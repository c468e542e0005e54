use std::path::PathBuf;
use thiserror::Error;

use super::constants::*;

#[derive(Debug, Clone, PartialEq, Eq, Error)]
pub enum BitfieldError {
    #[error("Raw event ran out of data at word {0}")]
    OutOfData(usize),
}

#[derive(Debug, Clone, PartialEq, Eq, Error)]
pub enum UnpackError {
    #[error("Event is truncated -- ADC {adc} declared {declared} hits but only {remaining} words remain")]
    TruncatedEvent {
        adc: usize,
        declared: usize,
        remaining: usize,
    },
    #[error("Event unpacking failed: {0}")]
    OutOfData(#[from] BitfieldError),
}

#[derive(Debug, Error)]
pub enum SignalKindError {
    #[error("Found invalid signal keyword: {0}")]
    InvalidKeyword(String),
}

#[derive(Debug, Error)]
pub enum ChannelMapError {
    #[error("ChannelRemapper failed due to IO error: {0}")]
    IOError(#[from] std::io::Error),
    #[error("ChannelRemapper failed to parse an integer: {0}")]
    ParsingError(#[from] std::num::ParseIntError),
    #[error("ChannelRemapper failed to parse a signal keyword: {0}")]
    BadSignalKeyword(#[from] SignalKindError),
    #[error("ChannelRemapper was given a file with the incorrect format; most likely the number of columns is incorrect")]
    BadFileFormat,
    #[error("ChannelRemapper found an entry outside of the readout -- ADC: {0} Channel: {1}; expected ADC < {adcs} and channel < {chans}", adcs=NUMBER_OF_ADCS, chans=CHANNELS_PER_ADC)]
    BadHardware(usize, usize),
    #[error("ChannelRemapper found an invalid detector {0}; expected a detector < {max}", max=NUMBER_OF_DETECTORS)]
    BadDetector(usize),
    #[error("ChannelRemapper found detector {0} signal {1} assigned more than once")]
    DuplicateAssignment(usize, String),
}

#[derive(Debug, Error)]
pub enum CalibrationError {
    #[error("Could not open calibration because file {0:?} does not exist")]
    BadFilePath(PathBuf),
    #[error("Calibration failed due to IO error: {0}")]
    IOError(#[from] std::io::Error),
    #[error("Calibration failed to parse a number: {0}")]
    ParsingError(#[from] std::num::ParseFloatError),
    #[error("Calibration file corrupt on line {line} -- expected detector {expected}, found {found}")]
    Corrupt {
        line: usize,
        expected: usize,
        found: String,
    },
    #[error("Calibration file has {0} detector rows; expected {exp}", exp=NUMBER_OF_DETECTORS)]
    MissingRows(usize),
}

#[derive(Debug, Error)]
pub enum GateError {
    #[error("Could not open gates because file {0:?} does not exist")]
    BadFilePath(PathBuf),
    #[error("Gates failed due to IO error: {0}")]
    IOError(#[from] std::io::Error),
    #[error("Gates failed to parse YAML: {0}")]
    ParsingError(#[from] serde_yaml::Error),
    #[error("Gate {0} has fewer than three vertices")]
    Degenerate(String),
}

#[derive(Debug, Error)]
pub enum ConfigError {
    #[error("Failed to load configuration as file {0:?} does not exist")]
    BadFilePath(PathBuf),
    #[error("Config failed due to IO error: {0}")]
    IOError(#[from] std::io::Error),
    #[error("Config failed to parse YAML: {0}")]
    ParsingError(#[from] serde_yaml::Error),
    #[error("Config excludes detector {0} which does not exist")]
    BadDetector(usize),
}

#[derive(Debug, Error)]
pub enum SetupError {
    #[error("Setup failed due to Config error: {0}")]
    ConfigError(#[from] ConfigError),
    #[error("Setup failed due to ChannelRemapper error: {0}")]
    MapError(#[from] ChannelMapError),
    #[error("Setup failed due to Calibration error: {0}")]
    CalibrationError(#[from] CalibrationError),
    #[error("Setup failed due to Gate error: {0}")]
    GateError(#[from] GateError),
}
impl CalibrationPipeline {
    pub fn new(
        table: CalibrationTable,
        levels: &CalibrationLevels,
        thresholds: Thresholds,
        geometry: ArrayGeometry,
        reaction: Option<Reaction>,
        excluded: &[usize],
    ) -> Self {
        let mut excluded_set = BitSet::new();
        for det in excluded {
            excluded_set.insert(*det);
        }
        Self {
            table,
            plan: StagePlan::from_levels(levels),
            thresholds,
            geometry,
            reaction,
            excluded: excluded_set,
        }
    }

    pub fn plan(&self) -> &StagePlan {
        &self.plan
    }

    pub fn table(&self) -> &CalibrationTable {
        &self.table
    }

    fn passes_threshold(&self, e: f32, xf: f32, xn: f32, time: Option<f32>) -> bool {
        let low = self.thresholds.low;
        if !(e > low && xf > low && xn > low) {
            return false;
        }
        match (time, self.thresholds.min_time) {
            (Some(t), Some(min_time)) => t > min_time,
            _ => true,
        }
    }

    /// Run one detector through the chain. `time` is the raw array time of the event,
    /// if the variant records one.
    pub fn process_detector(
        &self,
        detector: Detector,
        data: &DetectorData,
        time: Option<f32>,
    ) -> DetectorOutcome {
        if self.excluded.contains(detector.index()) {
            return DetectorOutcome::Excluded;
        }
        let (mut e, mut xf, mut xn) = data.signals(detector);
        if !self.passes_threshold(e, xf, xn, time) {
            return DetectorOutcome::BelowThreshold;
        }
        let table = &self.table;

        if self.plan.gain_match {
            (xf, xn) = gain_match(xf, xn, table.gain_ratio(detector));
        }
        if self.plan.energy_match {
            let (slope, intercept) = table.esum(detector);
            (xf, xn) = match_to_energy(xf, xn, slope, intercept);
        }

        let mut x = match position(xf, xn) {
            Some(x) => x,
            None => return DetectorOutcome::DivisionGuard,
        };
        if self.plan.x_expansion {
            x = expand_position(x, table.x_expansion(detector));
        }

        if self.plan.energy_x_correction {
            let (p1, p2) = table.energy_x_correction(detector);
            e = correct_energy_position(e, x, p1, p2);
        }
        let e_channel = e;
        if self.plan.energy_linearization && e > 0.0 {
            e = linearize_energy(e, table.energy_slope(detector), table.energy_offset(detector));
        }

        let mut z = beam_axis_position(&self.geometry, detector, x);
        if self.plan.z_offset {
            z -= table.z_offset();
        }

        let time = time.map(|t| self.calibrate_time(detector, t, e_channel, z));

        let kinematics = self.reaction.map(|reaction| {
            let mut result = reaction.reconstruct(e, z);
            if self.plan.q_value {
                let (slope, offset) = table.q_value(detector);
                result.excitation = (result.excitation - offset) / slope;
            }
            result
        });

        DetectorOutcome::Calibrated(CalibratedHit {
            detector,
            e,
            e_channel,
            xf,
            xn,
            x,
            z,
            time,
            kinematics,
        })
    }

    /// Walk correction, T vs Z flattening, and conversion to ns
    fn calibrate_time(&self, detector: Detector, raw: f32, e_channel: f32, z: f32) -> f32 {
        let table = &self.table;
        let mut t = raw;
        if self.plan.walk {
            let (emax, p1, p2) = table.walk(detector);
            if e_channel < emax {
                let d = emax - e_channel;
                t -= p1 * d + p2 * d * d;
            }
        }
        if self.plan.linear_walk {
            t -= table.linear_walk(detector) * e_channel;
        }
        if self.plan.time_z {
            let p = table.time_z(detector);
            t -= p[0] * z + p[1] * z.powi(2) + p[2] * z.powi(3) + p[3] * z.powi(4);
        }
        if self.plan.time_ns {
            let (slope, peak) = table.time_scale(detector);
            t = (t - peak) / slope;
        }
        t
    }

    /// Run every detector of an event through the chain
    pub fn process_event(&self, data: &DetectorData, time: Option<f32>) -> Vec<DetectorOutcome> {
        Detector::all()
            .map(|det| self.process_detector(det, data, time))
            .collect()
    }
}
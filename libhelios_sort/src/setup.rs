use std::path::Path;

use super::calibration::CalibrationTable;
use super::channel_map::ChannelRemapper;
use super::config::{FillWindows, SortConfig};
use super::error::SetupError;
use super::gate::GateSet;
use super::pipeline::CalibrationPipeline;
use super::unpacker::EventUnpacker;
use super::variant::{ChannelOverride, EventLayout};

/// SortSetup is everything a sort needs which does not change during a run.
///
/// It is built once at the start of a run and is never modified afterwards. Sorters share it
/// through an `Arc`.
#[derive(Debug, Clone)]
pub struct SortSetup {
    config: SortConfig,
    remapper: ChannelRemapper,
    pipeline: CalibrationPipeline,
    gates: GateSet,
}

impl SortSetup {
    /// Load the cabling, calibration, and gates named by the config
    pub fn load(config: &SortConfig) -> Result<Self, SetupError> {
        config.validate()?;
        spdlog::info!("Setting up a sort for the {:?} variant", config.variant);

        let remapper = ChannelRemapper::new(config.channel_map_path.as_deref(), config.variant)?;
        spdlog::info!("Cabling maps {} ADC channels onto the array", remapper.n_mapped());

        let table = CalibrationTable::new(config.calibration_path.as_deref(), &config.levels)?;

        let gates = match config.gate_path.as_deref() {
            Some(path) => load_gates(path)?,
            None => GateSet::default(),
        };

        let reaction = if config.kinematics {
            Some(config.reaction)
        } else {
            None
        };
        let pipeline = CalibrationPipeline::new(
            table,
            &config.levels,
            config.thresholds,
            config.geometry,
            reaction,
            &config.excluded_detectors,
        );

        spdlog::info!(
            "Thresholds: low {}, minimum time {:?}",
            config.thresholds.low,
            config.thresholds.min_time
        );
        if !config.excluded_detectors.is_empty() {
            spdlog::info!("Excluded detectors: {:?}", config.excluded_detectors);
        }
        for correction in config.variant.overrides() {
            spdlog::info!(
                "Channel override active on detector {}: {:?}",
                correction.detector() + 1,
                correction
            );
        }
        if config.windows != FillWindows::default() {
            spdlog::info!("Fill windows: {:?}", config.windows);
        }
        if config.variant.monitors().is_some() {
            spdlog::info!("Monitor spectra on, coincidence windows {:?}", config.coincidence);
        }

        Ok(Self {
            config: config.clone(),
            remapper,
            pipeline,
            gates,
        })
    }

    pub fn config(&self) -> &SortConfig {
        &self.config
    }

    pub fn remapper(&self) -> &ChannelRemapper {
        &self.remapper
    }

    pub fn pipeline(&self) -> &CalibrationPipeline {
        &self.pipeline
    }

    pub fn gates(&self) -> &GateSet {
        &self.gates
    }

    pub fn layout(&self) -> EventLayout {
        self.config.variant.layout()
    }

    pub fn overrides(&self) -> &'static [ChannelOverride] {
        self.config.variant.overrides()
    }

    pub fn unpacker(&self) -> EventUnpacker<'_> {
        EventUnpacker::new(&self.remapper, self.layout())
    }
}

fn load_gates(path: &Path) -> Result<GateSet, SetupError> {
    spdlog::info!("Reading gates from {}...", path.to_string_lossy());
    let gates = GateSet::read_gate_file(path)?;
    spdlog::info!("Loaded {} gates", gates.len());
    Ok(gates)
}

## TASK DIRECTIONS
Go through the listing above and return each line where the word "default" occurs.

## REPLY TO THE TASK
            None => GateSet::default(),
        if config.windows != FillWindows::default() {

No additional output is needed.